This content originally appeared on Zach Leatherman and was authored by Zach Leatherman
Now that the traffic has died down a little bit on ALARMd, I’d like to write a little bit about my experiences with something I don’t think anyone predicted would garner so much interest.
The day I sent the link to the LifeHacker editor, I purchased the alarmd.com domain. My thoughts on the domain were that I should have it just in case I decided to host the clock on the domain for easy access, and I certainly didn’t want anyone else to have it. That turned out to be a good idea since an unnamed internet charlatan purchased a similar domain mere hours after I had purchased mine and pointed it to his website.

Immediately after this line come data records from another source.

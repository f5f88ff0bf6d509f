use std::collections::BTreeMap;
use std::fmt;
use std::sync::Arc;

use tracing::{debug, info};

use super::midtrans::{self, MidtransProvider};
use super::provider_trait::PaymentProvider;
use super::xendit::{self, XenditProvider};
use crate::config::ProviderConfig;
use crate::core::{AppError, Result};

/// Builds a provider from its final (defaults-merged) config
pub type ProviderConstructor =
    Arc<dyn Fn(ProviderConfig) -> Result<Arc<dyn PaymentProvider>> + Send + Sync>;

#[derive(Clone)]
struct Registration {
    constructor: ProviderConstructor,
    default_config: ProviderConfig,
}

/// Maps provider type identifiers ("midtrans", "xendit", ...) to constructors
///
/// Owned by the caller; wrap it in a lock if it must be shared and mutated.
#[derive(Clone)]
pub struct ProviderRegistry {
    providers: BTreeMap<String, Registration>,
}

impl ProviderRegistry {
    /// Registry with the built-in Midtrans and Xendit providers
    pub fn new() -> Self {
        let mut registry = Self::empty();

        registry.register(
            midtrans::PROVIDER_NAME,
            |config| Ok(Arc::new(MidtransProvider::new(config)?) as Arc<dyn PaymentProvider>),
            ProviderConfig::default(),
        );
        registry.register(
            xendit::PROVIDER_NAME,
            |config| Ok(Arc::new(XenditProvider::new(config)?) as Arc<dyn PaymentProvider>),
            ProviderConfig::default(),
        );

        registry
    }

    /// Registry with nothing registered
    pub fn empty() -> Self {
        Self {
            providers: BTreeMap::new(),
        }
    }

    /// Register (or replace) a provider type
    pub fn register<F>(
        &mut self,
        provider_type: impl Into<String>,
        constructor: F,
        default_config: ProviderConfig,
    ) where
        F: Fn(ProviderConfig) -> Result<Arc<dyn PaymentProvider>> + Send + Sync + 'static,
    {
        let provider_type = provider_type.into();
        debug!(provider = %provider_type, "Registering provider type");

        self.providers.insert(
            provider_type,
            Registration {
                constructor: Arc::new(constructor),
                default_config,
            },
        );
    }

    /// Build a provider; `config` wins over the registered defaults on collision
    pub fn create(
        &self,
        provider_type: &str,
        config: ProviderConfig,
    ) -> Result<Arc<dyn PaymentProvider>> {
        let registration =
            self.providers
                .get(provider_type)
                .ok_or_else(|| AppError::UnknownProvider {
                    requested: provider_type.to_string(),
                    available: self.registered_providers(),
                })?;

        let config = config.merged_over(&registration.default_config);
        let provider = (registration.constructor)(config)?;

        info!(
            provider = %provider_type,
            environment = %provider.config().environment(),
            "Provider created"
        );

        Ok(provider)
    }

    /// Registered provider types, sorted
    pub fn registered_providers(&self) -> Vec<String> {
        self.providers.keys().cloned().collect()
    }

    pub fn is_registered(&self, provider_type: &str) -> bool {
        self.providers.contains_key(provider_type)
    }

    /// Remove a provider type; true if it was registered
    pub fn unregister(&mut self, provider_type: &str) -> bool {
        self.providers.remove(provider_type).is_some()
    }
}

impl Default for ProviderRegistry {
    fn default() -> Self {
        Self::new()
    }
}

impl fmt::Debug for ProviderRegistry {
    fn fmt(&self, f: &mut fmt::Formatter<'_>) -> fmt::Result {
        f.debug_struct("ProviderRegistry")
            .field("providers", &self.registered_providers())
            .finish()
    }
}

This same person was going onto various blogs and websites where ALARMd had been posted saying that it was a ripoff of his site, which of course was not true. I’m sure he got some traffic from it, and certainly am curious about the liberties he takes with the truth just to make a buck. Obviously I am not going to post a link to his website, since I do not want him to receive any traffic to his Google Ads machine. I hope that you, as a reader of my website, will trust that anything linked to this guy’s name is not worth any of your time.
The link was posted to LifeHacker, and my meager website went from an average of 50 hits a day to receiving 87000 hits in two weeks. In the end, I got more visitors from stumbleupon than LifeHacker, which is really a testament to that website’s popularity.
It was on delicious popular bookmarks for a while. It actually also ended up being on television. I know, I know, it seems ridiculous to even put websites on television, but it was. A lady named Erin O’Hearn does a segment called “Right Now on the Net” for Channel 6 Action News in Philadelphia. She had a blurb about it and you can even watch it here [Skip to 1:07]. I guess it was also on an internet radio show called “Techtalk Radio” and was featured as their site of the week. You can listen to that podcast here [Skip to 47:09], even though they pronounce my name “Zach-A-Lot” and are obsessed with the “Naked” checkbox. But to be fair, who isn’t obsessed with Naked checkboxes?
And just recently, I put up the alarmd.com domain as a redirect to the site for all the hard-core users still going to it and using it. It’s still getting a couple of hundred hits a day.
So, hindsight. The alarm clock is a device that everyone uses and easily relates to, but also a device that people have low expectations for. Most alarms only have one or two times they go off for, and with only a few options for alerting: buzzer or radio. Most go off every day, even on the weekends when you want to sleep in. But people put up with their crappy alarm clocks because there is literally no good alarm clock hardware out there. And some of the features I’ve put into ALARMd can also be seen in alarm clocks that cost over $100 USD. Ridiculous. I would bet that there is a huge market for someone to come out with an alarm clock that doesn’t suck and costs $40, or maybe people just want to use their cell phones all the time. I wonder if the iPhone alarm is any good. Look for my next project, which will be just as, if not more, stupid as the Internet Alarm Clock.